Tips to Lose Weight with Indoor Cycling
It helps you to maintain your muscle mass while you burn only fats and this is the best way to lose weight. Indoor cyclin actually burns more calories than the ones you burn in leisure outdoor biking and increases your metabolism rate as it tones your muscles and keeps them in good shape. According to River Front Times, you can really loose weight of your boost your workout routine with a natural testosterone booster.
In this article we will highlight the most important tips to use indoor cycling for weight loss according to the Observer website:
- Eat before you ride: This will help you to jump start your metabolism and will give you the needed energy for a workout. Always have a small snack that is made of protein and carbohydrates to keep your muscles moving. Don’t have a big snack though as it will derive all the blood to your digestive system.
- Vary the difficulty and the pace: Interval exercising is the best way to increase your metabolism is you want to use indoor cycling for weight loss as it tricks your body to burn more calories even after it has finished working out. Your body will burn more calories with faster pace against a high level of resistance than the amount you would burn by pedaling for a long period at a neutral pace.

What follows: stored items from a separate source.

// Copyright (C) 2025 Vince Vasta
// SPDX-License-Identifier: Apache-2.0

//! Poker hand evaluator.
//!
//! The evaluator classifies 5-cards hands with [classify] and finds the best
//! 5-cards hand out of 5, 6, or 7 cards with [best_hand] by checking all the
//! 5-cards subsets of the input (21 subsets for a 7 cards hand).
//!
//! Hands are compared using the [RankedHand] ordering, the category first and
//! then the hand rank values in order of significance, suits never break ties.
use thiserror::Error;

use showdown_cards::Card;

mod category;
mod ranked;

pub use category::{HandCategory, classify};
pub use ranked::RankedHand;

/// Evaluation errors.
#[derive(Debug, Error, Clone, Copy, PartialEq, Eq)]
pub enum EvalError {
    /// Fewer than 5 cards.
    #[error("at least 5 cards are needed to evaluate a hand, got {0}")]
    NotEnoughCards(usize),
    /// More than 7 cards.
    #[error("at most 7 cards can be evaluated, got {0}")]
    TooManyCards(usize),
}

/// Returns the best 5-cards hand out of 5 to 7 cards.
///
/// When two subsets have the same category and ranks the first one found is
/// returned, the two hands compare equal anyway.
pub fn best_hand(cards: &[Card]) -> Result<RankedHand, EvalError> {
    let n = cards.len();
    if n < 5 {
        return Err(EvalError::NotEnoughCards(n));
    }

    if n > 7 {
        return Err(EvalError::TooManyCards(n));
    }

    let mut best: Option<RankedHand> = None;

    for c1 in 0..n {
        for c2 in (c1 + 1)..n {
            for c3 in (c2 + 1)..n {
                for c4 in (c3 + 1)..n {
                    for c5 in (c4 + 1)..n {
                        let hand = classify([cards[c1], cards[c2], cards[c3], cards[c4], cards[c5]]);
                        if best.is_none_or(|b| hand > b) {
                            best = Some(hand);
                        }
                    }
                }
            }
        }
    }

    best.ok_or(EvalError::NotEnoughCards(n))
}
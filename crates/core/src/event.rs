// Copyright (C) 2025 Vince Vasta
// SPDX-License-Identifier: Apache-2.0

//! Table events and the read-only table view given to collaborators.
use serde::{Deserialize, Serialize};

use crate::{
    betting::Stage,
    error::ActionError,
    player::{LastAction, Player},
    poker::{Card, Chips, PlayerCards, RankedHand},
    pot::{Payoff, Pot},
};

/// A player state as seen by the collaborators.
#[derive(Debug, Clone, Serialize, Deserialize)]
pub struct PlayerSnapshot {
    /// The player name.
    pub name: String,
    /// The player chips.
    pub chips: Chips,
    /// The player bet in this round.
    pub bet: Chips,
    /// The player folded.
    pub folded: bool,
    /// The player is all in.
    pub all_in: bool,
    /// The last player action.
    pub action: LastAction,
    /// The player hole cards.
    pub hole_cards: PlayerCards,
    /// The player has the button.
    pub has_button: bool,
}

impl From<&Player> for PlayerSnapshot {
    fn from(player: &Player) -> Self {
        Self {
            name: player.name.clone(),
            chips: player.chips,
            bet: player.bet,
            folded: player.folded,
            all_in: player.is_all_in(),
            action: player.action,
            hole_cards: player.hole_cards,
            has_button: player.has_button,
        }
    }
}

/// A read-only view of the table.
#[derive(Debug, Clone, Serialize, Deserialize)]
pub struct TableSnapshot {
    /// The hand stage.
    pub stage: Stage,
    /// The dealer seat.
    pub dealer: usize,
    /// The community cards.
    pub board: Vec<Card>,
    /// The chips in the pot.
    pub pot: Chips,
    /// The players in seat order.
    pub players: Vec<PlayerSnapshot>,
}

impl TableSnapshot {
    /// Captures the table state.
    pub fn capture(
        stage: Stage,
        dealer: usize,
        players: &[Player],
        pot: &Pot,
        board: &[Card],
    ) -> Self {
        Self {
            stage,
            dealer,
            board: board.to_vec(),
            pot: pot.chips(),
            players: players.iter().map(PlayerSnapshot::from).collect(),
        }
    }

    /// The total chips on the table, pot included.
    pub fn total_chips(&self) -> Chips {
        self.pot + self.players.iter().map(|p| p.chips).sum::<Chips>()
    }
}

/// A player hand at showdown.
#[derive(Debug, Clone, Serialize, Deserialize)]
pub struct ShowdownHand {
    /// The player seat.
    pub seat: usize,
    /// The player name.
    pub name: String,
    /// The best hand for this player.
    pub hand: RankedHand,
}

/// Events reported by the table as a hand progresses.
#[derive(Debug, Clone, Serialize, Deserialize)]
pub enum TableEvent {
    /// A new hand has been dealt.
    HandStarted {
        /// The hand number, starting from 1.
        hand: u64,
        /// The dealer seat.
        dealer: usize,
    },
    /// The blinds have been posted.
    BlindsPosted {
        /// The small blind seat.
        small_seat: usize,
        /// Chips paid for the small blind.
        small: Chips,
        /// The big blind seat.
        big_seat: usize,
        /// Chips paid for the big blind.
        big: Chips,
    },
    /// A betting stage started, with the cards dealt for it.
    StageStarted {
        /// The stage.
        stage: Stage,
        /// The new community cards.
        cards: Vec<Card>,
    },
    /// A player action was applied.
    PlayerActed {
        /// The player seat.
        seat: usize,
        /// The action taken.
        action: LastAction,
        /// Chips the player added to the pot.
        paid: Chips,
    },
    /// A player action was rejected.
    ActionRejected {
        /// The player seat.
        seat: usize,
        /// The rejection reason.
        error: ActionError,
    },
    /// No more betting is possible, the remaining cards are dealt out.
    AllInRunout,
    /// The hands of the players at showdown.
    Showdown {
        /// The hands in seat order.
        hands: Vec<ShowdownHand>,
    },
    /// The pot has been paid.
    PotAwarded {
        /// The winners.
        payoffs: Vec<Payoff>,
    },
    /// A player ran out of chips and left the table.
    PlayerEliminated {
        /// The player name.
        name: String,
    },
    /// The game has finished.
    GameOver {
        /// The winner or the chip leader.
        winner: Option<String>,
    },
}

/// Receives the table events.
pub trait TableObserver {
    /// Handles an event, the snapshot is the table state after the event.
    fn on_event(&mut self, event: &TableEvent, table: &TableSnapshot);
}

impl<O: TableObserver + ?Sized> TableObserver for &mut O {
    fn on_event(&mut self, event: &TableEvent, table: &TableSnapshot) {
        (**self).on_event(event, table)
    }
}

impl<O: TableObserver + ?Sized> TableObserver for Box<O> {
    fn on_event(&mut self, event: &TableEvent, table: &TableSnapshot) {
        (**self).on_event(event, table)
    }
}

/// An observer that ignores all events.
#[derive(Debug, Default, Clone, Copy)]
pub struct NoopObserver;

impl TableObserver for NoopObserver {
    fn on_event(&mut self, _event: &TableEvent, _table: &TableSnapshot) {}
}
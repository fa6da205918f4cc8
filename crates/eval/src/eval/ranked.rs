// Copyright (C) 2025 Vince Vasta
// SPDX-License-Identifier: Apache-2.0

//! Ranked hand type.
use serde::{Deserialize, Serialize};
use std::{cmp::Ordering, fmt};

use showdown_cards::Card;

use super::HandCategory;

/// A 5-cards hand with its category and tie breaking ranks.
///
/// Equality and ordering only consider the category and the ranks, two hands
/// with the same ranks and different suits are tied.
#[derive(Debug, Clone, Copy, Serialize, Deserialize)]
pub struct RankedHand {
    category: HandCategory,
    ranks: [u8; 5],
    cards: [Card; 5],
}

impl RankedHand {
    pub(crate) fn new(category: HandCategory, ranks: [u8; 5], cards: [Card; 5]) -> Self {
        Self {
            category,
            ranks,
            cards,
        }
    }

    /// The hand category.
    pub fn category(&self) -> HandCategory {
        self.category
    }

    /// The hand rank values in order of significance.
    pub fn ranks(&self) -> [u8; 5] {
        self.ranks
    }

    /// The five cards that make this hand.
    pub fn cards(&self) -> &[Card; 5] {
        &self.cards
    }
}

impl PartialEq for RankedHand {
    fn eq(&self, other: &Self) -> bool {
        self.category == other.category && self.ranks == other.ranks
    }
}

impl Eq for RankedHand {}

impl PartialOrd for RankedHand {
    fn partial_cmp(&self, other: &Self) -> Option<Ordering> {
        Some(self.cmp(other))
    }
}

impl Ord for RankedHand {
    fn cmp(&self, other: &Self) -> Ordering {
        self.category
            .cmp(&other.category)
            .then_with(|| self.ranks.cmp(&other.ranks))
    }
}

impl fmt::Display for RankedHand {
    fn fmt(&self, f: &mut fmt::Formatter<'_>) -> fmt::Result {
        write!(f, "{}", self.category)?;
        for card in &self.cards {
            write!(f, " {card}")?;
        }

        Ok(())
    }
}
impl BettingRound {
    /// Starts the preflop round, the blinds must have been posted.
    pub fn preflop(
        players: &mut [Player],
        pot: &mut Pot,
        dealer: usize,
        config: &TableConfig,
    ) -> Self {
        let num_players = players.len();
        let mut round = Self {
            stage: Stage::Preflop,
            dealer,
            big_blind: config.big_blind,
            min_bet: config.big_blind,
            raiser: (dealer + 2) % num_players,
            acted_since_raise: 0,
            index: (dealer + 3) % num_players,
            state: RoundState::RoundComplete,
            auto_call: None,
            invalid_actions: 0,
            max_invalid_actions: config.max_invalid_actions,
        };

        round.start(players, pot);
        round
    }

    /// Starts a round after the community cards for this stage are dealt.
    pub fn street(
        stage: Stage,
        players: &mut [Player],
        pot: &mut Pot,
        dealer: usize,
        config: &TableConfig,
    ) -> Self {
        for player in players.iter_mut() {
            player.start_round();
        }

        let mut round = Self {
            stage,
            dealer,
            big_blind: config.big_blind,
            min_bet: Chips::ZERO,
            raiser: dealer,
            acted_since_raise: 0,
            index: (dealer + 1) % players.len(),
            state: RoundState::RoundComplete,
            auto_call: None,
            invalid_actions: 0,
            max_invalid_actions: config.max_invalid_actions,
        };

        round.start(players, pot);
        round
    }

    /// The round state.
    pub fn state(&self) -> RoundState {
        self.state
    }

    /// The round stage.
    pub fn stage(&self) -> Stage {
        self.stage
    }

    /// The bet every player must match.
    pub fn min_bet(&self) -> Chips {
        self.min_bet
    }

    /// The seat of the last raiser.
    pub fn raiser(&self) -> usize {
        self.raiser
    }

    /// Number of players that acted since the last raise.
    pub fn acted_since_raise(&self) -> usize {
        self.acted_since_raise
    }

    /// The call made for the last player that could bet when the round started.
    pub fn auto_call(&self) -> Option<Applied> {
        self.auto_call
    }

    /// Returns the request for the player to act, if any.
    pub fn action_request(&self, players: &[Player]) -> Option<ActionRequest> {
        let RoundState::AwaitingAction(seat) = self.state else {
            return None;
        };

        let player = &players[seat];
        let min_raise = self.min_raise();
        let available = player.chips + player.bet;

        let mut actions = vec![ActionKind::Fold];
        if player.bet >= self.min_bet {
            actions.push(ActionKind::Check);
        } else {
            actions.push(ActionKind::Call);
        }

        if available > self.min_bet && available >= min_raise {
            actions.push(ActionKind::Bet);
        }

        let to_call = (self.min_bet - player.bet).min(player.chips);

        Some(ActionRequest {
            seat,
            name: player.name.clone(),
            chips: player.chips,
            bet: player.bet,
            to_call,
            min_bet: self.min_bet,
            min_raise,
            big_blind: self.big_blind,
            actions,
        })
    }

    /// Applies an action for the player to act and moves to the next player.
    pub fn apply(
        &mut self,
        players: &mut [Player],
        pot: &mut Pot,
        action: PlayerAction,
    ) -> Result<Applied, ActionError> {
        let RoundState::AwaitingAction(seat) = self.state else {
            return Err(ActionError::NotAwaitingAction);
        };

        let applied = match action {
            PlayerAction::Fold => {
                players[seat].fold();
                Applied {
                    seat,
                    action: LastAction::Fold,
                    paid: Chips::ZERO,
                }
            }
            PlayerAction::Check => {
                let player = &players[seat];
                if player.bet < self.min_bet {
                    return Err(ActionError::CannotCheck {
                        to_call: (self.min_bet - player.bet).min(player.chips),
                    });
                }

                self.call(&mut players[seat], seat)
            }
            PlayerAction::Call => self.call(&mut players[seat], seat),
            PlayerAction::Bet(amount) => {
                let player = &mut players[seat];
                let min_raise = self.min_raise();
                let available = player.chips + player.bet;

                let amount = if amount > available {
                    if available < min_raise {
                        return Err(ActionError::InsufficientChips { amount, available });
                    }

                    available
                } else {
                    amount
                };

                if amount < min_raise {
                    return Err(ActionError::BetTooSmall {
                        amount,
                        minimum: min_raise,
                    });
                }

                if amount == self.min_bet {
                    self.call(player, seat)
                } else {
                    let paid = player.bet_to(amount);
                    player.action = if player.chips == Chips::ZERO {
                        LastAction::AllIn
                    } else if self.min_bet == Chips::ZERO {
                        LastAction::Bet
                    } else {
                        LastAction::Raise
                    };

                    self.min_bet = amount;
                    self.raiser = seat;
                    self.acted_since_raise = 1;

                    Applied {
                        seat,
                        action: player.action,
                        paid,
                    }
                }
            }
        };

        pot.add(applied.paid);
        self.invalid_actions = 0;

        debug!(
            "{} {} {} paid {} min bet {} raiser {} acted {}",
            self.stage,
            players[seat].name,
            applied.action.label(),
            applied.paid,
            self.min_bet,
            self.raiser,
            self.acted_since_raise,
        );

        self.finish_turn(players);
        Ok(applied)
    }

    /// Runs the round until it reaches a terminal state.
    ///
    /// Rejected actions are reported to the source and the player is asked
    /// again, a player is folded after too many consecutive rejections.
    pub fn run<S, O>(
        &mut self,
        players: &mut [Player],
        pot: &mut Pot,
        board: &[Card],
        source: &mut S,
        observer: &mut O,
    ) -> RoundState
    where
        S: ActionSource + ?Sized,
        O: TableObserver + ?Sized,
    {
        if let Some(applied) = self.auto_call.take() {
            self.notify_applied(applied, players, pot, board, observer);
        }

        while let Some(req) = self.action_request(players) {
            let snapshot = self.snapshot(players, pot, board);
            let action = source.next_action(&req, &snapshot);

            match self.apply(players, pot, action) {
                Ok(applied) => self.notify_applied(applied, players, pot, board, observer),
                Err(err) => {
                    debug!("{} action {action} rejected: {err}", req.name);
                    source.rejected(&req, &err);
                    observer.on_event(
                        &TableEvent::ActionRejected {
                            seat: req.seat,
                            error: err,
                        },
                        &snapshot,
                    );

                    self.invalid_actions += 1;
                    if self.invalid_actions >= self.max_invalid_actions {
                        warn!(
                            "{} folded after {} invalid actions",
                            req.name, self.invalid_actions
                        );

                        if let Ok(applied) = self.apply(players, pot, PlayerAction::Fold) {
                            self.notify_applied(applied, players, pot, board, observer);
                        }
                    }
                }
            }
        }

        self.state
    }

    fn notify_applied<O>(
        &self,
        applied: Applied,
        players: &[Player],
        pot: &Pot,
        board: &[Card],
        observer: &mut O,
    ) where
        O: TableObserver + ?Sized,
    {
        let event = TableEvent::PlayerActed {
            seat: applied.seat,
            action: applied.action,
            paid: applied.paid,
        };

        observer.on_event(&event, &self.snapshot(players, pot, board));
    }

    fn snapshot(&self, players: &[Player], pot: &Pot, board: &[Card]) -> TableSnapshot {
        TableSnapshot::capture(self.stage, self.dealer, players, pot, board)
    }

    fn min_raise(&self) -> Chips {
        self.big_blind.max(self.min_bet)
    }

    /// Matches the minimum bet, or checks if there is nothing to call.
    fn call(&mut self, player: &mut Player, seat: usize) -> Applied {
        let paid = if player.bet < self.min_bet {
            let paid = player.bet_to(self.min_bet);
            player.action = if player.chips == Chips::ZERO {
                LastAction::AllIn
            } else {
                LastAction::Call
            };
            paid
        } else {
            player.action = LastAction::Check;
            Chips::ZERO
        };

        self.acted_since_raise += 1;

        Applied {
            seat,
            action: player.action,
            paid,
        }
    }

    /// Checks for rounds that need no decisions and finds the first player.
    fn start(&mut self, players: &mut [Player], pot: &mut Pot) {
        let active = players.iter().filter(|p| !p.folded).count();
        let can_act = players.iter().filter(|p| p.can_act()).count();

        if active <= 1 {
            self.state = RoundState::SinglePlayerRemaining;
        } else if can_act == 0 {
            self.state = RoundState::AllRemainingAllIn;
        } else if can_act == 1 {
            // The last player with chips only has to match the all in bets.
            let highest = players
                .iter()
                .filter(|p| !p.folded)
                .map(|p| p.bet)
                .max()
                .unwrap_or_default();

            if let Some(seat) = players.iter().position(|p| p.can_act()) {
                let player = &mut players[seat];
                let paid = if player.bet < highest {
                    let paid = player.bet_to(highest);
                    player.action = if player.chips == Chips::ZERO {
                        LastAction::AllIn
                    } else {
                        LastAction::Call
                    };
                    paid
                } else {
                    player.action = LastAction::Check;
                    Chips::ZERO
                };

                pot.add(paid);
                self.auto_call = Some(Applied {
                    seat,
                    action: player.action,
                    paid,
                });
            }

            self.state = RoundState::AllRemainingAllIn;
        } else if players[self.index].can_act() {
            self.state = RoundState::AwaitingAction(self.index);
        } else {
            if players[self.index].is_all_in() {
                self.acted_since_raise += 1;
            }

            self.finish_turn(players);
        }

        debug!("{} round started {:?}", self.stage, self.state);
    }

    /// Checks if the round is over, or moves to the next player that can act.
    fn finish_turn(&mut self, players: &[Player]) {
        let num_players = players.len();

        for _ in 0..num_players {
            if let Some(state) = self.terminal_state(players) {
                self.state = state;
                return;
            }

            self.index = (self.index + 1) % num_players;
            let player = &players[self.index];
            if player.can_act() {
                self.state = RoundState::AwaitingAction(self.index);
                return;
            }

            // All in players are skipped but count as acted.
            if player.is_all_in() {
                self.acted_since_raise += 1;
            }
        }

        self.state = self
            .terminal_state(players)
            .unwrap_or(RoundState::AllRemainingAllIn);
    }

    fn terminal_state(&self, players: &[Player]) -> Option<RoundState> {
        let active = players.iter().filter(|p| !p.folded).count();
        if active <= 1 {
            return Some(RoundState::SinglePlayerRemaining);
        }

        // All in players cannot add chips and are settled with any bet.
        let settled = players
            .iter()
            .filter(|p| p.can_act())
            .all(|p| p.bet == self.min_bet);

        if settled && (self.index == self.raiser || self.acted_since_raise >= active) {
            return Some(RoundState::RoundComplete);
        }

        if players.iter().all(|p| !p.can_act()) {
            return Some(RoundState::AllRemainingAllIn);
        }

        None
    }
}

- Split your workout routines: You can get better benefits from 2 shorter sessions than you would in one long one. This is because you are able to push yourself a little harder and your body won’t be strained as much. You can also have more after exercise burn effects by exercising twice a day instead of once.
- Change your style: If you do the same type of exercise routine every day, your body will get used to it. You need to change your style so that your muscles are not used to it. This means alternating the exercise routine, intervals and style. You could also try cryo slimming to tighten muscles and reduce fat.
- Stick to resistance training: This will help increase your metabolic rate which will allow you to burn more calories. Resistance training will allow you to build more lean muscles. You should start by doing resistance exercises at least 2 to 3 times per week.
- Allow your muscles to heal: You should allow your muscles to rest after workout. This includes consuming a good amount of protein and carbohydrates that will provide your muscles with the necessary nutrients and will prepare them for the next workout routine.
- Stick to a balanced diet: Many people think that by burning so many calories they don’t need to stick to a balanced diet. This is very wrong. Going on an indoors cycling routine for 45 minutes can burn about 600 calories which is probably the same amount of calories you can find in a bar of chocolate.
- Stay active after the workout: After the workout your body will keep on burning calories if you keep it in an active state. If you spend the rest of your day resting on a sofa you won’t be getting much benefit post workout if you intend to use indoor cycling for weight loss. Remember that you have to keep on moving.